I’ve never been much for making lists of resolutions, though as 2009 started I was inspired by Chris Brogan’s call to list three words that would inspire me and inform my decisions.

Ironically, in the months that followed my life took an unexpected turn that forever changed who I am and how I see the world. My three words were incredibly relevant some of the time, yet totally irrelevant at others. I survived a shock to my system that jarred me out of my comfort zone.

I learned that nothing is certain except the uncertainty of life. Yet, looking back over those five years I also realized something essential to my philosophy of lifelong learning: I evolved. What does that mean?

evolve

If you look at the definition to the left the word that pops out at me is “gradually.” This means change takes time and therefore requires something we all could use more of: patience.

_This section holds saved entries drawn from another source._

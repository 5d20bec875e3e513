//! Events - ゲームライフサイクルのイベント
//!
//! 遷移表（`lifecycle::transitions`）のキーとして使われます。

use chrono::{DateTime, Utc};
use serde::{Deserialize, Serialize};
use std::fmt;

#[derive(Debug, Clone, Copy, PartialEq, Eq, Hash, Serialize, Deserialize)]
pub enum GameEvent {
    SubmitForReview,
    Approve,
    Reject,
    PreRegister,
    PublishNow,
    AutoPublish,
    CancelPreRegister,
    UnpublishNow,
    UpdateInfo,
    UpdateVersion,
}

impl GameEvent {
    pub const ALL: [GameEvent; 10] = [
        GameEvent::SubmitForReview,
        GameEvent::Approve,
        GameEvent::Reject,
        GameEvent::PreRegister,
        GameEvent::PublishNow,
        GameEvent::AutoPublish,
        GameEvent::CancelPreRegister,
        GameEvent::UnpublishNow,
        GameEvent::UpdateInfo,
        GameEvent::UpdateVersion,
    ];
}

impl fmt::Display for GameEvent {
    fn fmt(&self, f: &mut fmt::Formatter<'_>) -> fmt::Result {
        fmt::Debug::fmt(self, f)
    }
}

/// イベントに付随するデータ
///
/// PreRegister だけが公開予定時刻を必要とします。
/// UnpublishNow は運用者の理由をログに残すために受け取ります。
#[derive(Debug, Clone, Default, PartialEq, Eq)]
pub struct EventData {
    pub publish_time: Option<DateTime<Utc>>,
    pub reason: Option<String>,
}

impl EventData {
    pub fn none() -> Self {
        Self::default()
    }

    pub fn publish_at(at: DateTime<Utc>) -> Self {
        Self {
            publish_time: Some(at),
            reason: None,
        }
    }

    pub fn with_reason(reason: impl Into<String>) -> Self {
        Self {
            publish_time: None,
            reason: Some(reason.into()),
        }
    }
}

Because most resolutions are transactional they are nearly impossible to achieve unless you precede them with a transformational realignment. If you don’t change how you see yourself and your situation, any short-term goals are doomed to fail because you won’t have an accurate benchmark.

So, with all due respect to The Beatles (see the lyrics to their song Revolution, above), evolution is more realistic than revolution, especially on a personal level.

Am I perfect now? Far from it; I am full of flaws and continuing to evolve as an individual. I suppose that’s the point, right? But I am more aware of myself and more engaged in my life than ever before. I am embracing ambiguity more than before and forcing myself out of my comfort zone.

The impact has been exceptional, both personally and professionally. Most notably, I relocated 8,000 miles away to Dubai, UAE for a full time teaching position  — just two short weeks after being offered the job(and having never before been to Dubai)!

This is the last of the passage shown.